Around the bay, a jungle of fat kelp burns copper in the afternoon sun as it Mexican waves the slack tide. Barnacle ledges hiss and pop. Playful humans scuttle around on the cliffs. Down ropes, up ropes, over ledges in and out of sea caves. One moves rightwards quickly across a crack, pauses, fiddles, crabs back again. Again, and this time goes further, further, and stops.
"There's no gear!"
"Can you come back?"
"No!" Suddenly, this one is high and dry. Claws desperately for an escape. Mind tries six different directions at once, frozen stupid by the body's impending failure. Recovery is impossible. Retreat impossible. Advance impossible. Every way means pain, every way but one.
"Pay me out loads of rope!"
"Are you sure?"
Other humans watch surprised as this one jumps, skirt of metal flying...
Answers at the back:
Gravity pinballs through my navel...and my right axe catches, by pure luck, in hard snow a foot below its blown placement. I balance. I pull myself together. We finish the route.
Committed to the footless finger-locks, I'm as good as off, but try anyway...and somehow stay on, a flurry of twisting and pulling, reach desperately past my head and find a positive edge. Yes, yes...!
And the Cromlech's right wall goes past too fast, foot catches some protuberance and a flash of pain registers as I pendulum to a stop. Sprained ankle, a humbled hobble back to the road, the rest of the week on ice. I have to cancel the following weekend's work.
The coppery kelp hides a rock, and pain registers in the other foot as I come up spluttering and dog-paddle back to the ledge. Ferdia treats me like I'm silly with shock, and I probably am, but I insist on her retrieving the gear from the route, before she's belayed out on the abseil rope by Hertha. I don't think I can climb out in this state, so I jump back in and swim out instead. They dispatch me quickly to the van for dry clothes and a hot drink. Hobbling again. You have to laugh.

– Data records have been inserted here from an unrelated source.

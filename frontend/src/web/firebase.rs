//! Firebase JS SDK 胶水层
//!
//! 依赖页面通过 `<script>` 引入的 compat 版 SDK（全局 `firebase` / `firebaseui`）。
//! 所有对 SDK 的调用都集中在这里，上层只看到 `FirebaseApp` 句柄与 `MedizapError`。

use std::rc::Rc;

use medizap::{AppConfig, MedResult, MedizapError};
use wasm_bindgen::prelude::*;
use wasm_bindgen_futures::JsFuture;

use crate::serde_helper;

#[wasm_bindgen(inline_js = r#"
function plain(value) {
  if (value === null || value === undefined) return value;
  if (typeof value.toDate === "function" && "seconds" in value) {
    return { seconds: value.seconds, nanoseconds: value.nanoseconds };
  }
  if (Array.isArray(value)) return value.map(plain);
  if (typeof value === "object") {
    const out = {};
    for (const [k, v] of Object.entries(value)) out[k] = plain(v);
    return out;
  }
  return value;
}

function withTimestamps(data, fields) {
  const ts = globalThis.firebase.firestore.Timestamp;
  const out = Object.assign({}, data);
  for (const f of fields) {
    if (typeof out[f] === "number") out[f] = ts.fromMillis(out[f]);
  }
  return out;
}

function storeError(err) {
  return { code: (err && err.code) || "unknown", message: (err && err.message) || String(err) };
}

export function fb_initialize(config) {
  const fb = globalThis.firebase;
  if (!fb) throw new Error("Firebase SDK is not loaded");
  return fb.apps.length ? fb.app() : fb.initializeApp(config);
}

export function fb_delete(app) {
  return app.delete();
}

export function fb_on_auth_changed(app, onUser) {
  return app.auth().onAuthStateChanged(
    (user) => onUser(user ? {
      uid: user.uid,
      email: user.email,
      displayName: user.displayName,
      photoUrl: user.photoURL,
    } : null),
    (err) => { console.error("auth listener failed", err); onUser(null); },
  );
}

export function fb_sign_out(app) {
  return app.auth().signOut();
}

export function fb_id_token(app) {
  const user = app.auth().currentUser;
  if (!user) return Promise.reject({ code: "unauthenticated", message: "No user signed in" });
  return user.getIdToken();
}

export function fb_doc_get(app, path) {
  return app.firestore().doc(path).get()
    .then((snap) => (snap.exists ? plain(snap.data()) : null))
    .catch((err) => Promise.reject(storeError(err)));
}

export function fb_doc_merge(app, path, data) {
  return app.firestore().doc(path).set(data, { merge: true })
    .catch((err) => Promise.reject(storeError(err)));
}

export function fb_watch_ordered(app, path, field, onDocs, onError) {
  return app.firestore().collection(path).orderBy(field, "asc").onSnapshot(
    (snap) => onDocs(snap.docs.map((d) => ({ id: d.id, data: plain(d.data()) }))),
    (err) => onError(storeError(err)),
  );
}

export function fb_collection_add(app, path, data, timeFields) {
  return app.firestore().collection(path).add(withTimestamps(data, timeFields))
    .then((ref) => ref.id)
    .catch((err) => Promise.reject(storeError(err)));
}

export function fb_doc_update(app, path, data, timeFields) {
  return app.firestore().doc(path).update(withTimestamps(data, timeFields))
    .catch((err) => Promise.reject(storeError(err)));
}

export function fb_doc_delete(app, path) {
  return app.firestore().doc(path).delete()
    .catch((err) => Promise.reject(storeError(err)));
}

export function fb_ui_start(app, container, onSuccess) {
  const fb = globalThis.firebase;
  const ui = globalThis.firebaseui.auth.AuthUI.getInstance() || new globalThis.firebaseui.auth.AuthUI(app.auth());
  ui.start(container, {
    signInFlow: "popup",
    signInOptions: [
      fb.auth.GoogleAuthProvider.PROVIDER_ID,
      fb.auth.EmailAuthProvider.PROVIDER_ID,
    ],
    callbacks: {
      signInSuccessWithAuthResult: (result) => onSuccess(result.user ? result.user.uid : ""),
    },
  });
  return ui;
}

export function fb_ui_reset(ui) {
  ui.reset();
}
"#)]
extern "C" {
    #[wasm_bindgen(catch)]
    fn fb_initialize(config: &JsValue) -> Result<JsValue, JsValue>;
    fn fb_delete(app: &JsValue) -> js_sys::Promise;

    pub(crate) fn fb_on_auth_changed(app: &JsValue, on_user: &js_sys::Function) -> js_sys::Function;
    pub(crate) fn fb_sign_out(app: &JsValue) -> js_sys::Promise;
    pub(crate) fn fb_id_token(app: &JsValue) -> js_sys::Promise;

    pub(crate) fn fb_doc_get(app: &JsValue, path: &str) -> js_sys::Promise;
    pub(crate) fn fb_doc_merge(app: &JsValue, path: &str, data: &JsValue) -> js_sys::Promise;
    pub(crate) fn fb_watch_ordered(
        app: &JsValue,
        path: &str,
        field: &str,
        on_docs: &js_sys::Function,
        on_error: &js_sys::Function,
    ) -> js_sys::Function;
    pub(crate) fn fb_collection_add(
        app: &JsValue,
        path: &str,
        data: &JsValue,
        time_fields: &js_sys::Array,
    ) -> js_sys::Promise;
    pub(crate) fn fb_doc_update(
        app: &JsValue,
        path: &str,
        data: &JsValue,
        time_fields: &js_sys::Array,
    ) -> js_sys::Promise;
    pub(crate) fn fb_doc_delete(app: &JsValue, path: &str) -> js_sys::Promise;

    #[wasm_bindgen(catch)]
    fn fb_ui_start(app: &JsValue, container: &web_sys::Element, on_success: &JsValue) -> Result<JsValue, JsValue>;
    fn fb_ui_reset(ui: &JsValue);
}

/// 把 JS 端抛出的错误（`{ code, message }` 或任意值）转换为 `MedizapError`
pub fn js_error(err: JsValue) -> MedizapError {
    let field = |key: &str| {
        js_sys::Reflect::get(&err, &JsValue::from_str(key))
            .ok()
            .and_then(|v| v.as_string())
    };
    let message = field("message")
        .or_else(|| err.as_string())
        .unwrap_or_else(|| format!("{:?}", err));
    match field("code") {
        Some(code) => MedizapError::from_store_code(&code, message),
        None => MedizapError::store(message),
    }
}

/// 等待一个 Promise，并统一错误类型
pub(crate) async fn settle(promise: js_sys::Promise, op: &str) -> MedResult<JsValue> {
    JsFuture::from(promise)
        .await
        .map_err(|e| js_error(e).in_op(op.to_string()))
}

/// 已初始化的 Firebase 应用句柄
///
/// 启动时显式创建，页面卸载时调用 `shutdown()`。
#[derive(Clone)]
pub struct FirebaseApp {
    handle: JsValue,
    namespace: Rc<str>,
}

impl FirebaseApp {
    pub fn initialize(config: &AppConfig) -> MedResult<Self> {
        let options = serde_helper::to_value(&config.firebase)?;
        let handle = fb_initialize(&options).map_err(|e| js_error(e).in_op("firebase.initialize"))?;
        log::info!(
            target: "medizap::firebase",
            "Firebase initialized for project {}",
            config.firebase.project_id
        );
        Ok(Self {
            handle,
            namespace: Rc::from(config.app_namespace()),
        })
    }

    pub(crate) fn handle(&self) -> &JsValue {
        &self.handle
    }

    /// 存储路径中的 `appId`
    pub fn namespace(&self) -> &str {
        &self.namespace
    }

    /// 释放 SDK 持有的连接与监听
    pub fn shutdown(&self) {
        let promise = fb_delete(&self.handle);
        wasm_bindgen_futures::spawn_local(async move {
            match settle(promise, "firebase.shutdown").await {
                Ok(_) => log::info!(target: "medizap::firebase", "Firebase app shut down"),
                Err(e) => log::warn!(target: "medizap::firebase", "Firebase shutdown failed: {}", e),
            }
        });
    }

    /// 在 `container` 中挂载托管登录界面；成功回调返回 false，界面自身不做跳转
    pub fn start_sign_in_ui(&self, container: &web_sys::Element) -> MedResult<SignInUi> {
        let on_success = Closure::<dyn FnMut(String) -> bool>::new(|uid: String| {
            log::info!(target: "medizap::session", "Sign-in UI completed for {}", uid);
            false
        })
        .into_js_value();
        let ui = fb_ui_start(&self.handle, container, &on_success)
            .map_err(|e| js_error(e).in_op("firebase.ui_start"))?;
        Ok(SignInUi { ui })
    }
}

/// 托管登录界面，drop 时重置
pub struct SignInUi {
    ui: JsValue,
}

impl Drop for SignInUi {
    fn drop(&mut self) {
        fb_ui_reset(&self.ui);
    }
}
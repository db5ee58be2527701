// Use lol_alloc as the global allocator for smaller WASM size
#[cfg(target_arch = "wasm32")]
use lol_alloc::{AssumeSingleThreaded, FreeListAllocator};

#[cfg(target_arch = "wasm32")]
#[global_allocator]
static ALLOCATOR: AssumeSingleThreaded<FreeListAllocator> =
    unsafe { AssumeSingleThreaded::new(FreeListAllocator::new()) };

pub fn main() {
    console_error_panic_hook::set_once();
    medizap_frontend::start();
}
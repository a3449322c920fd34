//! Text preparation shared by every scoring stage
//!
//! Normalization and tokenization are pure functions. Scoring runs on the
//! normalized form; URL extraction works on the original text instead.

mod normalizer;
mod tokenizer;

pub use normalizer::normalize;
pub use tokenizer::{is_token_char, tokenize};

What have I learned? Probably nothing I can distil into a pithy closing platitude, because in my experience of life there aren't many quotable eureka moments. It's more the bubbling up of threads or patterns with enough frequency that eventually they can't be ignored.
Relaxing my notion of what success means has had mixed results, both for my confidence and for my ankles. I've done some getting away with it, but with a little luck I could have got away with more. As much as you have to try these things, you also have to call it smart when the body and brain are together and ready. Getting all the plates spinning is tricky, and on the basis of about four sessions that you could call 'training' this year, I've been more attentive to some than others. We're all learning.

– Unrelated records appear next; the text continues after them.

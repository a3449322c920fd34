//! Extract command - corpus directory to feature dataset

use crate::config::{load_config_file, load_project_config, ProjectConfig};
use crate::corpus::{DuplicatePolicy, LoadOptions};
use crate::pipeline::{Pipeline, DEFAULT_WORKERS};
use crate::reporters::{self, OutputFormat};
use anyhow::{Context, Result};
use clap::Args;
use console::{style, Term};
use indicatif::{ProgressBar, ProgressStyle};
use std::path::{Path, PathBuf};
use std::str::FromStr;
use tracing::info;

/// Flags of `phishlex extract`
#[derive(Args, Debug, Default, Clone)]
pub struct ExtractArgs {
    /// Output format: text, json, jsonl, csv, markdown (or md). Default: text
    #[arg(long, short = 'f', value_parser = ["text", "json", "jsonl", "csv", "markdown", "md"])]
    pub format: Option<String>,

    /// Output file path (default: stdout)
    #[arg(long, short = 'o')]
    pub output: Option<PathBuf>,

    /// Label stamped on every record (default: ai_phish)
    #[arg(long)]
    pub label: Option<String>,

    /// Extension of email files, without the dot (default: txt)
    #[arg(long)]
    pub extension: Option<String>,

    /// Fail on unreadable files or invalid UTF-8 instead of skipping
    #[arg(long)]
    pub strict: bool,

    /// Files sharing a base name: keep-first, keep-last, reject
    #[arg(long)]
    pub duplicate_ids: Option<DuplicatePolicy>,

    /// Config file (default: phishlex.toml or .phishlexrc.json in the corpus directory)
    #[arg(long)]
    pub config: Option<PathBuf>,

    /// No progress bar or status lines
    #[arg(long, short = 'q')]
    pub quiet: bool,
}

impl ExtractArgs {
    /// Loader options: CLI flags over config values over defaults.
    fn load_options(&self, config: &ProjectConfig) -> LoadOptions {
        let mut options = config.load_options();
        if let Some(ref label) = self.label {
            options.label = label.clone();
        }
        if let Some(ref ext) = self.extension {
            options.extension = ext.trim_start_matches('.').to_string();
        }
        if self.strict {
            options.strict = true;
        }
        if let Some(policy) = self.duplicate_ids {
            options.duplicates = policy;
        }
        options
    }

    fn format(&self, config: &ProjectConfig) -> Result<OutputFormat> {
        let name = self
            .format
            .as_deref()
            .or(config.defaults.format.as_deref())
            .unwrap_or("text");
        OutputFormat::from_str(name)
    }
}

/// Resolve the config: an explicit file must load, a discovered one may not exist.
pub(super) fn resolve_config(dir: &Path, explicit: Option<&Path>) -> Result<ProjectConfig> {
    match explicit {
        Some(path) => Ok(load_config_file(path)?),
        None => Ok(load_project_config(dir)),
    }
}

/// Run the extract command
pub fn run(path: &Path, workers: Option<usize>, args: &ExtractArgs) -> Result<()> {
    let config = resolve_config(path, args.config.as_deref())?;
    let options = args.load_options(&config);
    let format = args.format(&config)?;
    let workers = workers
        .or(config.defaults.workers)
        .unwrap_or(DEFAULT_WORKERS)
        .clamp(1, 64);

    let pipeline = Pipeline::new(config.rule_set()?)
        .with_options(options)
        .with_workers(workers);

    let files = pipeline
        .files(path)
        .with_context(|| format!("Cannot read corpus at {}", path.display()))?;
    info!("Found {} email files in {}", files.len(), path.display());

    let show_progress = !args.quiet && Term::stderr().is_term();
    let bar = if show_progress {
        let bar = ProgressBar::new(files.len() as u64);
        bar.set_style(create_bar_style());
        bar.set_message("Extracting features...");
        Some(bar)
    } else {
        None
    };

    let pipeline = match bar.clone() {
        Some(bar) => pipeline.with_progress(move |done, _| bar.set_position(done as u64)),
        None => pipeline,
    };

    let dataset = pipeline.run_files(&files)?;

    if let Some(bar) = bar {
        bar.finish_and_clear();
    }

    let rendered = reporters::report_with_format(&dataset, format)?;

    match args.output {
        Some(ref out) => {
            if let Some(parent) = out.parent().filter(|p| !p.as_os_str().is_empty()) {
                std::fs::create_dir_all(parent)
                    .with_context(|| format!("Failed to create {}", parent.display()))?;
            }
            std::fs::write(out, &rendered)
                .with_context(|| format!("Failed to write {}", out.display()))?;
            if !args.quiet {
                eprintln!(
                    "{} Wrote {} records ({}) to {}",
                    style("✓").green(),
                    dataset.records.len(),
                    format,
                    style(out.display()).cyan()
                );
            }
        }
        None => print!("{}", rendered),
    }

    if dataset.summary.skipped > 0 && !args.quiet {
        eprintln!(
            "{} Skipped {} unreadable file(s); rerun with --log-level warn for details",
            style("!").yellow(),
            dataset.summary.skipped
        );
    }

    Ok(())
}

/// Create bar progress style
fn create_bar_style() -> ProgressStyle {
    ProgressStyle::default_bar()
        .template("{spinner:.green} [{bar:40.cyan/blue}] {pos}/{len} {msg}")
        .unwrap_or_else(|_| ProgressStyle::default_bar())
        .progress_chars("█▓▒░  ")
}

As I get older the realisation slaps me now and then that there are a lot of cool things I will never do. Infinite summers keep on ending. That's fine - I'd rather sink in and absorb the experiences I do have than snap a photo of the information board and move on. But still, it is a factor when I find myself somewhere I might never visit again, and at least a few of the stars seem to be lined up. It's like being offered some rare dish, and the host won't take offence if you refuse it, but you'll never know what it tasted like. You do just have to try these things.